When in hospital, what helps you to hear from friends? I have a friend who is currently in hospital. I want her to know I'm thinking of her but also give her space so I'm not overwhelming her while she is so unwell. She is having some really hard days and not up to communicating much at the moment. She let me know she had a hard day the other day and will probably be admitted for longer then planned. I want to let her know I'm thinking of her, am here if she needs anything and will be here when she is discharged . I know she does know that and I don't want to overwhelm her by bombarding her with messages if that makes sense. She really isn't up to much at the moment. I know everyone is different but what do people find helpful or how best can friends on the outside show support during hospital admissions without been overwhelming?

5 Replies 5

Giraffe
Community Member
Maybe a nice text every now and then with a nice message?

Ggrand
Community Champion
Community Champion

Hello Dear JesAH,

I was just recently in hospital..and I really loved it when my supporter came in for an in-house visit and brought me some of my favourite treats....as well as took me out for an hour.....Maybe your friend is not allowed out right now...but some nice treats with a beautiful card saying that you are here for her now...and their for her on when she gets home...

If your beautiful friend isn’t up to seeing you..you can leave them with the wonderful nurses to give it to her for you...

I really do hope Jes, that your friend starts to improve with her mental health...The nurses and peer workers where I stayed were absolutely amazing...I wish the same is the case with your friend..

Talk here anytime dear Jes..we will try our best to help support you...

My kindest thoughts lovely Jes, with my care..

Grandy..

Hi Grandy,

Thank you for your reply. That is really helpful. I hadn't thought of leaving anything at the front desk for her. That is a wonderful idea and I can do that regardless of if I am able to hear from her or not. She isn't allowed out right now, but when she is and if she is up to seeing me and wants to go, I will definitely take her out. Also, next time she is well enough to text with me, I will ask if there is anything she needs that I can drop off even if she isn't up to seeing me. In the meantime, I will keep line of communication open for when she can and is able. Thank you so much, that is a great idea.

She is getting looked after well and I know she has got this, she will start to feel more like herself soon.

I am so happy to hear you were well looked after by the nurses and peer workers at your hospital. Wishing you all the best and thank you so much for your kind words....:-)

Croix
Community Champion
Community Champion

Dear JesAH~

Your friend is lucky to have you, and I'm very sure the knowledge of your presence, now and in the future, is a great comfort.

That being said I know in my own case there can be an emphasis on there practical, and that's ok, but there is often no escape into other times and worlds,the unpleasant now is constant.

After all being on a ward is not something one is ever going to be happy with, no matter how good the nurses and facilities. Ideas not connected wiht the current unhappy situation, but designed to occupy, distract, amuse and bring relief can be most welcome.

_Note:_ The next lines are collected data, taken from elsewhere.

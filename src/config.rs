use std::time::Duration;

use anyhow::Context;
use serde::Deserialize;

#[derive(Debug, Clone, Deserialize)]
pub struct JwtConfig {
    pub secret: String,
    pub issuer: String,
    pub audience: String,
    pub ttl_minutes: i64,
    pub refresh_ttl_minutes: i64,
}

#[derive(Debug, Clone)]
pub enum StorageConfig {
    Local {
        root: String,
    },
    S3 {
        endpoint: String,
        bucket: String,
        access_key: String,
        secret_key: String,
        region: String,
    },
}

#[derive(Debug, Clone)]
pub struct SmtpConfig {
    pub host: String,
    pub port: u16,
    pub username: String,
    pub password: String,
    pub from: String,
    pub timeout: Duration,
}

#[derive(Debug, Clone)]
pub struct CvAnalyzerConfig {
    pub base_url: String,
    pub api_key: Option<String>,
    pub timeout_secs: u64,
}

/// Whether a side task runs before the response or in a detached task.
#[derive(Debug, Clone, Copy, PartialEq, Eq, Deserialize)]
#[serde(rename_all = "lowercase")]
pub enum TaskMode {
    Inline,
    Background,
}

impl std::str::FromStr for TaskMode {
    type Err = anyhow::Error;

    fn from_str(s: &str) -> Result<Self, Self::Err> {
        match s.trim().to_ascii_lowercase().as_str() {
            "inline" => Ok(TaskMode::Inline),
            "background" => Ok(TaskMode::Background),
            other => anyhow::bail!("unknown task mode {:?}", other),
        }
    }
}

#[derive(Debug, Clone)]
pub struct RegistrationConfig {
    pub pending_dir: String,
    pub cv_analysis: TaskMode,
    pub email_delivery: TaskMode,
    pub sweep_interval_minutes: u64,
    pub product_name: String,
}

#[derive(Debug, Clone)]
pub struct AdminBootstrap {
    pub email: String,
    pub password: String,
    pub name: String,
}

#[derive(Debug, Clone)]
pub struct AppConfig {
    pub database_url: String,
    pub jwt: JwtConfig,
    pub storage: StorageConfig,
    pub smtp: Option<SmtpConfig>,
    pub cv_analyzer: CvAnalyzerConfig,
    pub registration: RegistrationConfig,
    pub internal_api_key: String,
    pub admin: Option<AdminBootstrap>,
}

fn env_or(key: &str, default: &str) -> String {
    std::env::var(key).unwrap_or_else(|_| default.to_string())
}

fn env_parse<T: std::str::FromStr>(key: &str, default: T) -> T {
    std::env::var(key)
        .ok()
        .and_then(|v| v.parse::<T>().ok())
        .unwrap_or(default)
}

impl AppConfig {
    pub fn from_env() -> anyhow::Result<Self> {
        let database_url = std::env::var("DATABASE_URL").context("DATABASE_URL")?;
        let jwt = JwtConfig {
            secret: std::env::var("JWT_SECRET").context("JWT_SECRET")?,
            issuer: env_or("JWT_ISSUER", "userapi"),
            audience: env_or("JWT_AUDIENCE", "userapi-users"),
            ttl_minutes: env_parse("JWT_TTL_MINUTES", 60),
            refresh_ttl_minutes: env_parse("JWT_REFRESH_TTL_MINUTES", 60 * 24 * 14),
        };

        let storage = match env_or("STORAGE_BACKEND", "local").as_str() {
            "s3" => StorageConfig::S3 {
                endpoint: std::env::var("S3_ENDPOINT").context("S3_ENDPOINT")?,
                bucket: std::env::var("S3_BUCKET").context("S3_BUCKET")?,
                access_key: std::env::var("S3_ACCESS_KEY").context("S3_ACCESS_KEY")?,
                secret_key: std::env::var("S3_SECRET_KEY").context("S3_SECRET_KEY")?,
                region: env_or("S3_REGION", "us-east-1"),
            },
            "local" => StorageConfig::Local {
                root: env_or("STORAGE_ROOT", "data/files"),
            },
            other => anyhow::bail!("unknown STORAGE_BACKEND {:?}", other),
        };

        let smtp = match std::env::var("SMTP_HOST") {
            Ok(host) => Some(SmtpConfig {
                host,
                port: env_parse("SMTP_PORT", 587),
                username: std::env::var("SMTP_USERNAME").context("SMTP_USERNAME")?,
                password: std::env::var("SMTP_PASSWORD").context("SMTP_PASSWORD")?,
                from: std::env::var("MAIL_FROM").context("MAIL_FROM")?,
                timeout: Duration::from_secs(env_parse("SMTP_TIMEOUT_SECS", 30)),
            }),
            Err(_) => None,
        };

        let cv_analyzer = CvAnalyzerConfig {
            base_url: env_or("CV_ANALYZER_URL", "http://localhost:8001"),
            api_key: std::env::var("CV_ANALYZER_API_KEY").ok(),
            timeout_secs: env_parse("CV_ANALYZER_TIMEOUT_SECS", 30),
        };

        let registration = RegistrationConfig {
            pending_dir: env_or("PENDING_REGISTRATIONS_DIR", "data/pending_registrations"),
            cv_analysis: env_or("CV_ANALYSIS_MODE", "inline").parse()?,
            email_delivery: env_or("EMAIL_DELIVERY_MODE", "background").parse()?,
            sweep_interval_minutes: env_parse("SWEEP_INTERVAL_MINUTES", 30),
            product_name: env_or("PRODUCT_NAME", "Polo52"),
        };

        let internal_api_key =
            std::env::var("INTERNAL_SERVICE_API_KEY").context("INTERNAL_SERVICE_API_KEY")?;

        let admin = match (std::env::var("ADMIN_EMAIL"), std::env::var("ADMIN_PASSWORD")) {
            (Ok(email), Ok(password)) => Some(AdminBootstrap {
                email,
                password,
                name: env_or("ADMIN_NAME", "Administrator"),
            }),
            _ => None,
        };

        Ok(Self {
            database_url,
            jwt,
            storage,
            smtp,
            cv_analyzer,
            registration,
            internal_api_key,
            admin,
        })
    }
}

In my case it was being given books to retreat into, a world where the good reaped their rewards, the bad received their just deserts, and all in worlds far from mundane reality.

So I guess I'd suggest thinking along those lines, if it was me I'd be waiting with anticipation for the next installment.

Everyone is different, so I guess it is up to you to judge how well such would be received.

I hope it works out well

Croix

Guest_206
Community Member

Hi JesAH,

I think you've said it really well yourself- you could just send her a text saying exactly what you've written - "I'm thinking of you, am here if you need anything and will be here when you are discharged."

I also like Ggrand's idea of leaving some treats at reception, or a nice soap or something like that. When I was in hospital that sort of thing made my day. And getting a text message of support from someone was also really lovely but I was often not able to reply until much further down the track.